Pyruvate kinase (PK) is an enzyme critical to the anaerobic glycolytic pathway of energy production in the erythrocyte. If erythrocytes are deficient in PK they are unable to sustain normal cell metabolism and hence are destroyed prematurely. This deficiency manifests as an hemolytic anemia of variable severity with a strong regenerative response. The clinical signs of disease reflect the anemic status of the animal and include exercise intolerance, weakness, heart murmur and splenomegaly.
Test specific information
The genetic factor is continuously present, and will always be visible.
Normally the result can be expected within 10 working days. This turn-around-time starts when both the sample and the fully filled-out and signed submission form have been received.
Location of disease or trait
This disease is present in the entire body, but causes main effects in the internal organs such as stomach, intestinal tract, liver and / or kidneys. In a number of cases, the disease affects one major internal organ.
This DNA test is available for the following breeds: Abessinian, Bengal, Egyptian Mau, La Perm, Maine Coon, Norwegian Forest, Savannah, Siberian, Singapura, Somali. Additional information is available in the Frequently Asked Questions (FAQ).
For this DNA test we accept the following materials: Blood EDTA, Swab, Tissue, Blood Heparin. Please contact Dr. Van Haeringen Laboratorium if you wish to submit other material as listed.
An animal can be free and has in that situation two healthy alleles. When used in breeding this animal will not become ill due to the disease. It cannot spread the disease in the population.
An animal can be carrier and has in that situation one healthy and one disease allele. When used in breeding 50 percent of the offspring will receive the disease allele. Carriers will not become ill.
An animal can be affected and has in that situation two disease alleles. When used in breeding all offspring will also receive the disease allele. Affected will become ill.

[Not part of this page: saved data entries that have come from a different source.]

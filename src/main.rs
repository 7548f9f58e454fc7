//! Demo backend in the shape a WebView host would embed.
//!
//! Registers the sample routes, starts the server on a loopback ephemeral
//! port, logs the root URL a host would hand to its WebView, and stops with
//! a bounded grace period on Ctrl-C.

use std::fmt::Write as _;
use std::path::PathBuf;

use async_trait::async_trait;
use clap::Parser;
use http::header::HeaderValue;
use http::Method;
use tracing_subscriber::{layer::SubscriberExt, util::SubscriberInitExt};

use webhost::config::ServerConfig;
use webhost::router::{RouteError, Router};
use webhost::server::{ContextHandler, Request, RequestScope, ResponseWriter, Server};

#[derive(Parser, Debug)]
#[command(name = "webhost", about = "Demo HTML5 app backend", version)]
struct Args {
    /// Optional TOML config file.
    #[arg(long)]
    config: Option<PathBuf>,

    /// Override the bind address from the config.
    #[arg(long)]
    bind: Option<String>,

    /// Override the shutdown grace period, in milliseconds.
    #[arg(long)]
    grace_ms: Option<u64>,
}

/// Landing page linking into the greeting route.
struct Index;

#[async_trait]
impl ContextHandler for Index {
    async fn handle(&self, _scope: RequestScope, _req: Request, w: &mut ResponseWriter) {
        w.set_content_type(HeaderValue::from_static("text/html; charset=utf-8"));
        w.write(
            b"<html><body>\
              <div><a href='/Namaste/Alice'>Alice</a></div>\
              <div><a href='/Hello/Bob'>Bob</a></div>\
              </body></html>",
        );
    }
}

fn sample_routes() -> Result<Router, RouteError> {
    let mut router = Router::new();
    router.handle(Method::GET, "/", Index)?;
    router.handle_fn(
        Method::GET,
        "/:hellostring/:name",
        |scope, _req, mut w| async move {
            let greeting = scope.param("hellostring").unwrap_or_default();
            let name = scope.param("name").unwrap_or_default();
            w.set_content_type(HeaderValue::from_static("text/html; charset=utf-8"));
            let _ = write!(
                w,
                "<html><body><div>{greeting} {name}!</div>\
                 <div><a href='/'>Back</a></div></body></html>"
            );
            w
        },
    )?;
    Ok(router)
}

#[tokio::main]
async fn main() -> Result<(), Box<dyn std::error::Error>> {
    let args = Args::parse();

    tracing_subscriber::registry()
        .with(
            tracing_subscriber::EnvFilter::try_from_default_env()
                .unwrap_or_else(|_| "webhost=info".into()),
        )
        .with(tracing_subscriber::fmt::layer())
        .init();

    let mut config = match &args.config {
        Some(path) => ServerConfig::from_file(path)?,
        None => ServerConfig::default(),
    };
    if let Some(bind) = args.bind {
        config.bind_address = bind;
    }
    if let Some(grace_ms) = args.grace_ms {
        config.shutdown_timeout_ms = grace_ms;
    }
    config.validate()?;

    let grace = config.shutdown_timeout();
    let server = Server::new(sample_routes()?, config);
    let root_url = server.start().await?;
    tracing::info!(%root_url, "backend ready; Ctrl-C to stop");

    tokio::signal::ctrl_c().await?;
    server.stop(grace).await?;
    Ok(())
}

This genetic factor is inherited in an autosomal, recessive, mode. This means, that the individual can be free of the disease (homozygote normal), affected (homozygous affected) or carrier (heterozygous).
Carriers may spread the mutation in a population without showing symptoms themselves. Because of this, it is extremely important to identify carriers correctly to prevent spreading of a mutation.
As far as information is available, for this disease no treatment is available.